Sorry, the previous reply may not have clarified the BUG process. I 
re-debugged and confirmed it yesterday. The current BUG execution 
sequence is described as follows:

1: call in interrupt context

handle_level_irq(struct irq_desc *desc)
     raw_spin_lock(&desc->lock);

     mask_ack_irq(desc);
         mask_irq(desc);
	    desc->irq_data.chip->irq_mask(&desc->irq_data);
	                         <--- gpio irq_chip irq_mask call func.
	    irq_state_set_masked(desc);
     ...
     handle_irq_event(desc); <--- wake interrupt handler thread

     cond_unmask_irq(desc);
     raw_spin_unlock(&desc->lock);

2: call in suspend process

i2c_hid_core_suspend()
     disable_irq(client->irq);
	__disable_irq_nosync(irq)
	    desc = irq_get_desc_buslock(...);

	    __disable_irq(desc);
		irq_disable(desc);
		    __irq_disable(...);
			irq_state_set_disabled(...); <-set disabled flag
			irq_state_set_masked(desc); <-set masked flag

	    irq_put_desc_busunlock(desc, flags);


3:  Interrupt handler thread call

irq_thread_fn()
     irq_finalize_oneshot(desc, action);
	raw_spin_lock_irq(&desc->lock);

	if (!desc->threads_oneshot &&
		!irqd_irq_disabled(&desc->irq_data) && <-
		irqd_irq_masked(&desc->irq_data))
	    unmask_threaded_irq(desc);
		unmask_irq(desc);
		    desc->irq_data.chip->irq_unmask(&desc->irq_data);
			        <--- gpio irq_chip irq_unmask call func.

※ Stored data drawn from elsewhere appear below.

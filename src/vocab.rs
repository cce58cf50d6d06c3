use std::collections::HashMap;

use serde::ser::{Serialize, SerializeMap, Serializer};
use tokenizers::Tokenizer;

/// Vocabulary entries ordered by id, so repeated runs write byte-identical files.
pub struct Vocabulary {
    entries: Vec<(String, u32)>,
}

impl Vocabulary {
    pub fn from_tokenizer(tokenizer: &Tokenizer) -> Self {
        Self::from_map(tokenizer.get_vocab(true))
    }

    pub fn from_map(map: HashMap<String, u32>) -> Self {
        let mut entries: Vec<(String, u32)> = map.into_iter().collect();
        entries.sort_by(|a, b| a.1.cmp(&b.1).then_with(|| a.0.cmp(&b.0)));
        Self { entries }
    }

    pub fn len(&self) -> usize {
        self.entries.len()
    }

    pub fn is_empty(&self) -> bool {
        self.entries.is_empty()
    }

    pub fn to_json(&self) -> anyhow::Result<Vec<u8>> {
        Ok(serde_json::to_vec(self)?)
    }
}

impl Serialize for Vocabulary {
    fn serialize<S: Serializer>(&self, serializer: S) -> Result<S::Ok, S::Error> {
        let mut map = serializer.serialize_map(Some(self.entries.len()))?;
        for (token, id) in &self.entries {
            map.serialize_entry(token, id)?;
        }
        map.end()
    }
}

#[cfg(test)]
mod tests {
    use super::*;

    #[test]
    fn test_entries_written_in_id_order() {
        let map: HashMap<String, u32> = [("b", 2), ("[PAD]", 0), ("a", 1)]
            .into_iter()
            .map(|(t, i)| (t.to_string(), i))
            .collect();
        let vocab = Vocabulary::from_map(map);
        assert_eq!(vocab.len(), 3);
        let json = String::from_utf8(vocab.to_json().unwrap()).unwrap();
        assert_eq!(json, r#"{"[PAD]":0,"a":1,"b":2}"#);

        let parsed: HashMap<String, u32> = serde_json::from_str(&json).unwrap();
        assert_eq!(parsed["b"], 2);
    }
}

	raw_spin_unlock_irq(&desc->lock);

That is, there is a time between the 1:handle_level_irq() and 
3:irq_thread_fn() calls for the 2:disable_irq() call to acquire the lock 
and then implement the irq_state_set_disabled() operation. When finally 
call irq_thread_fn()->irq_finalize_oneshot(), it cannot enter the 
unmask_thread_irq() process.

In this case, the gpio irq_chip irq_mask()/irq_unmask() callback pairs 
are not called in pairs, so I think this is a BUG, but not necessarily 
fixed from the irq core code layer.

Next, when the gpio controller driver calls the suspend/resume process, 
it is as follows:

suspend process:
dwapb_gpio_suspend()
     ctx->int_mask   = dwapb_read(gpio, GPIO_INTMASK);

resume process:
dwapb_gpio_resume()
     dwapb_write(gpio, GPIO_INTMASK, ctx->int_mask);

In this case, the masked interrupt bit of GPIO interrupt corresponding 
to i2c hid is saved, so that when gpio resume() process writes from the 
register, the gpio interrupt bit corresponding to i2c hid is masked and 
the i2c hid device cannot be used.

My first solution is to remove the !irqd_irq_disabled(&desc->irq_data) 
condition and the BUG disappears. I can't think of a better solution 
right now.
xiongxin Dec. 13, 2023, 2:35 a.m. UTC | #6
在 2023/12/13 00:57, Jiri Kosina 写道:
> On Mon, 11 Dec 2023, xiongxin wrote:
> 
>> In this scenario, unmask_irq() will not be called, and then gpio corresponding
>> interrupt pin will be masked. Finally, in the suspend() process driven by gpio
>> interrupt controller, the interrupt mask register will be saved, and then
>> masked will continue to be read when resuming () process. After the kernel
>> resumed, the i2c hid gpio interrupt was masked and the i2c hid device was
>> unavailable.
> 
> In addition to what Thomas already wrote -- what exactly is the problem
> you are trying to solve here?
> 
> Is it that your device drive by i2c-hid driver is no longer sending any
> data reports after a suspend/resume cycle? What makes you think that it's
> because of its IRQ being disabled?
> 
> Don't you just perhaps need I2C_HID_QUIRK_RESET_ON_RESUME quirk for that
> device?
> 

I have confirmed I2C_HID_QUIRK_RESET_ON_RESUME quirk, the current BUG is 
related to GPIO interrupt masking, and has little to do with hid code.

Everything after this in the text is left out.